Since the age of the dinosaurs, green sturgeons have roamed the Pacific Ocean and select rivers on the West Coast, remaining almost entirely unchanged in their appearance for more than 200 million years. This ancient fish can reach over 7 feet in length and migrates in huge numbers, until very recently. The species has declined by 88 percent throughout most of its range and is in danger of becoming extinct. In 2006, EPIC successfully petitioned to protect the green sturgeon as “threatened” under the federal Endangered Species Act.


Humboldt Marten 

The Humboldt Marten (Martes caurina humboldtensis) is a stealthy, cat-sized forest carnivore in the weasel family (related to minks and otters.) The Humboldt marten is so rare that it was thought extinct until rediscovered in 1996. Due to extensive clear-cut logging and short rotation forestry, the marten has been eliminated from 95 percent of its historic range. After considerable effort from EPIC and other conservation organizations, the Humboldt Marten has been listed as "threatened" under the Endangered Species Act. EPIC is still striving to ban the damaging forestry practices that are driving the Humboldt marten to the brink of extinction.

Marbled Murrelet 

The threatened marbled murrelet is a small seabird that flies inland to nest on the mossy limbs of old-growth trees. During the past century, California’s murrelet population dropped from 60,000 to approximately 4,000. Humboldt Redwood Company’s (formerly Pacific Lumber) ancient redwood groves in Humboldt County are one of three remaining nesting areas in California. The precedent-setting Marbled Murrelet and EPIC v. Pacific Lumber was EPIC’s first federal endangered species case and it was the first time the ESA was applied to stop logging on private forest land to conserve the habitat of an endangered species.


Northern Spotted Owl 

Since the spotted owl’s listing under the federal Endangered Species Act in 1990, site occupancy, reproduction, and apparent survival have continued to decline. EPIC continues to advocate for the protection of spotted owls and spotted owl habitat across the species’ range in California both on private and public lands.
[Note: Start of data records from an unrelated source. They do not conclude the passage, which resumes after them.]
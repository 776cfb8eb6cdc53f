//! tmsbench CLI - TMS9900 compiler benchmark harness

mod cli;
mod commands;
mod terminal;

use clap::Parser;
use tracing_subscriber::EnvFilter;
use tracing_subscriber::filter::Directive;
use tracing_subscriber::fmt::format::FmtSpan;

use cli::Cli;

fn default_directive(cli: &Cli) -> Directive {
    let level = if cli.verbose {
        "tmsbench=debug"
    } else if cli.silent {
        "tmsbench=error"
    } else {
        "tmsbench=warn"
    };
    level
        .parse()
        .unwrap_or_else(|_| tracing::Level::WARN.into())
}

fn main() {
    let cli = Cli::parse();

    // Initialize metrics recorder if enabled
    let metrics_handle = if cli.metrics {
        tmsbench::metrics::CliRecorder::new().install()
    } else {
        None
    };
    tmsbench::metrics::init();

    tracing_subscriber::fmt()
        .with_env_filter(EnvFilter::from_default_env().add_directive(default_directive(&cli)))
        .with_writer(std::io::stderr)
        .with_target(false)
        .with_span_events(FmtSpan::CLOSE)
        .init();

    let exit_code = commands::run_command(&cli);

    if let Some(handle) = metrics_handle {
        handle.print_summary();
    }

    std::process::exit(exit_code);
}
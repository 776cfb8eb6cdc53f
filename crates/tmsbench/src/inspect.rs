//! Static inspection of built artifacts (section sizes, disassembly).

use std::path::Path;
use std::process::Command;

use tmsbench_scrape::{InstructionProfile, parse_text_size};
use tracing::{debug, warn};

use crate::error::ToolError;
use crate::process::capture;
use crate::toolchain::{Tool, Toolchain};

/// `.text` size of an artifact via `llvm-size -A`.
///
/// A missing `.text` row and a failing size tool both yield 0; the suite
/// reports size as a metric, not a correctness condition.
pub fn code_size(size_tool: &Path, artifact: &Path) -> u64 {
    match capture(Command::new(size_tool).arg("-A").arg(artifact)) {
        Ok(out) => parse_text_size(&out),
        Err(e) => {
            warn!(artifact = %artifact.display(), "size query failed: {e}");
            0
        }
    }
}

/// Static profile of one built variant.
#[derive(Debug, Clone, PartialEq, Eq)]
pub struct Inspection {
    /// `.text` bytes.
    pub text_size: u64,
    pub profile: InstructionProfile,
    /// Raw image bytes, when the variant produced one.
    pub bin_size: Option<u64>,
}

impl Inspection {
    #[must_use]
    pub fn with_bin_size(mut self, size: u64) -> Self {
        self.bin_size = Some(size);
        self
    }
}

/// Size table and disassembly profile of an object or ELF.
///
/// # Errors
///
/// Returns a [`ToolError`] if `llvm-size` or `llvm-objdump` fails.
pub fn inspect(toolchain: &Toolchain, artifact: &Path) -> Result<Inspection, ToolError> {
    let size_out = capture(
        Command::new(toolchain.path(Tool::Size))
            .arg("--format=SysV")
            .arg("-A")
            .arg(artifact),
    )?;
    let disasm = capture(
        Command::new(toolchain.path(Tool::Objdump))
            .arg("-d")
            .arg(artifact),
    )?;

    let inspection = Inspection {
        text_size: parse_text_size(&size_out),
        profile: InstructionProfile::from_disassembly(&disasm),
        bin_size: None,
    };
    debug!(
        artifact = %artifact.display(),
        text = inspection.text_size,
        instructions = inspection.profile.instructions,
        "inspected"
    );
    Ok(inspection)
}
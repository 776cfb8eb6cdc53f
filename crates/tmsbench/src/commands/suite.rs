//! `suite` - build, run and report every (benchmark, opt) pair.

use std::time::Duration;

use tmsbench::registry::{available_names, resolve_benchmarks};
use tmsbench::report::{progress_line, render_csv, render_json, render_table, summary_line};
use tmsbench::{
    BenchmarkInfo, BuildLayout, MetricsRecord, OptLevel, SimConfig, SuiteObserver, SuiteSummary,
    Tool, ToolchainBackend, run_suite,
};

use super::Context;
use crate::cli::{EXIT_FAILURE, EXIT_SETUP, FormatArg, OptArg};
use crate::terminal::{self, Spinner};

/// Spinner while a pair builds and runs, one progress line per finished pair.
struct ProgressObserver {
    spinner: Option<Spinner>,
    quiet: bool,
}

impl SuiteObserver for ProgressObserver {
    fn pair_started(&mut self, bench: &BenchmarkInfo, opt: OptLevel) {
        if self.quiet {
            return;
        }
        let message = format!("{} {}", bench.name, opt.flag());
        if let Some(spinner) = &self.spinner {
            spinner.set_message(message);
        } else {
            self.spinner = Some(Spinner::new(message));
        }
    }

    fn pair_finished(&mut self, record: &MetricsRecord) {
        if let Some(spinner) = &self.spinner {
            spinner.println(&progress_line(record));
        }
    }
}

pub fn cmd_suite(
    ctx: &Context,
    opts: &[OptArg],
    benches: &[String],
    format: FormatArg,
    max_steps: u64,
    timeout_secs: u64,
    silent: bool,
) -> i32 {
    let benches = match resolve_benchmarks(benches) {
        Ok(benches) => benches,
        Err(e) => {
            terminal::error(&e.to_string());
            terminal::dim(&format!("Available: {}", available_names()));
            return EXIT_SETUP;
        }
    };
    if let Err(e) = ctx.toolchain.require(&[Tool::Clang, Tool::Simulator]) {
        terminal::error(&e.to_string());
        return EXIT_SETUP;
    }

    let opts: Vec<OptLevel> = if opts.is_empty() {
        OptLevel::SUITE_DEFAULT.to_vec()
    } else {
        opts.iter().map(|&o| o.into()).collect()
    };

    let backend = ToolchainBackend {
        layout: BuildLayout::for_root(&ctx.root),
        size_tool: ctx.toolchain.path(Tool::Size),
        sim: SimConfig::new(ctx.toolchain.path(Tool::Simulator))
            .with_max_steps(max_steps)
            .with_timeout(Duration::from_secs(timeout_secs)),
    };

    let records = if format == FormatArg::Table {
        let mut observer = ProgressObserver {
            spinner: None,
            quiet: silent,
        };
        let records = run_suite(&backend, &benches, &opts, &mut observer);
        if let Some(spinner) = &observer.spinner {
            spinner.finish_and_clear();
        }
        records
    } else {
        run_suite(&backend, &benches, &opts, &mut ())
    };

    match format {
        FormatArg::Table => print!("{}", render_table(&records)),
        FormatArg::Csv => print!("{}", render_csv(&records)),
        FormatArg::Json => match render_json(&records) {
            Ok(json) => println!("{json}"),
            Err(e) => {
                terminal::error(&format!("failed to encode results: {e}"));
                return EXIT_FAILURE;
            }
        },
    }

    let summary = SuiteSummary::from_records(&records);
    if summary.all_passed() {
        terminal::success(&summary_line(&summary));
    } else {
        terminal::warning(&summary_line(&summary));
    }
    summary.exit_code()
}
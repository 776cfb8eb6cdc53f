use std::path::PathBuf;

use thiserror::Error;

/// Environment problems detected before any benchmark runs.
#[derive(Error, Debug)]
pub enum SetupError {
    #[error("{tool} not found at {}", path.display())]
    ToolNotFound { tool: &'static str, path: PathBuf },
    #[error("unknown benchmark: {name}")]
    UnknownBenchmark { name: String },
}

/// Failure to produce an artifact for one (benchmark, opt) pair.
#[derive(Error, Debug)]
pub enum BuildError {
    #[error("build failed: {diagnostics}")]
    Failed { diagnostics: String },
    #[error("failed to run {program}: {source}")]
    Spawn {
        program: String,
        source: std::io::Error,
    },
}

/// Failure of an inspection tool (size, objdump, objcopy, linker).
#[derive(Error, Debug)]
pub enum ToolError {
    #[error("{program} exited with {status}: {stderr}")]
    Failed {
        program: String,
        status: std::process::ExitStatus,
        stderr: String,
    },
    #[error("failed to run {program}: {source}")]
    Spawn {
        program: String,
        source: std::io::Error,
    },
}

/// Harness errors.
#[derive(Error, Debug)]
pub enum Error {
    #[error(transparent)]
    Setup(#[from] SetupError),
    #[error(transparent)]
    Build(#[from] BuildError),
    #[error(transparent)]
    Tool(#[from] ToolError),
    #[error("IO error: {0}")]
    Io(#[from] std::io::Error),
}

pub type Result<T> = std::result::Result<T, Error>;
//! `list` - registered benchmarks.

use tmsbench::BENCHMARKS;
use tmsbench::report::Table;

use crate::cli::EXIT_SUCCESS;

pub fn cmd_list() -> i32 {
    let mut table = Table::new(&["Benchmark", "Halt", "Description"]);
    for bench in BENCHMARKS {
        table.add_row(vec![
            bench.name.to_string(),
            bench.halt.as_str().to_string(),
            bench.description.to_string(),
        ]);
    }
    print!("{}", table.render());
    EXIT_SUCCESS
}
Conservation of older forests and protecting core habitats for the spotted owl are essential for the survival and recovery of this species.


Pacific Fisher 

The Pacific Fisher inhabits old-growth forests and once ranged from British Columbia through Northern California. This elusive mammal was decimated by logging and early fur trapping, and only two native populations remain today—one near the western California/Oregon border, and one in the southern Sierra Nevada Mountains.


Scott Bar and Siskiyou Mountains Salamanders 

The Department of Fish and Game is actively trying to remove the Siskiyou Mountain salamander from the state list of threatened species, even though stacks of recent research show that Northern California’s frogs and salamanders face a host of threats from logging to climate change to fungal disease. EPIC is confident that it will prevail in legal challenges to the agencies’ blatant disregard for science and fact.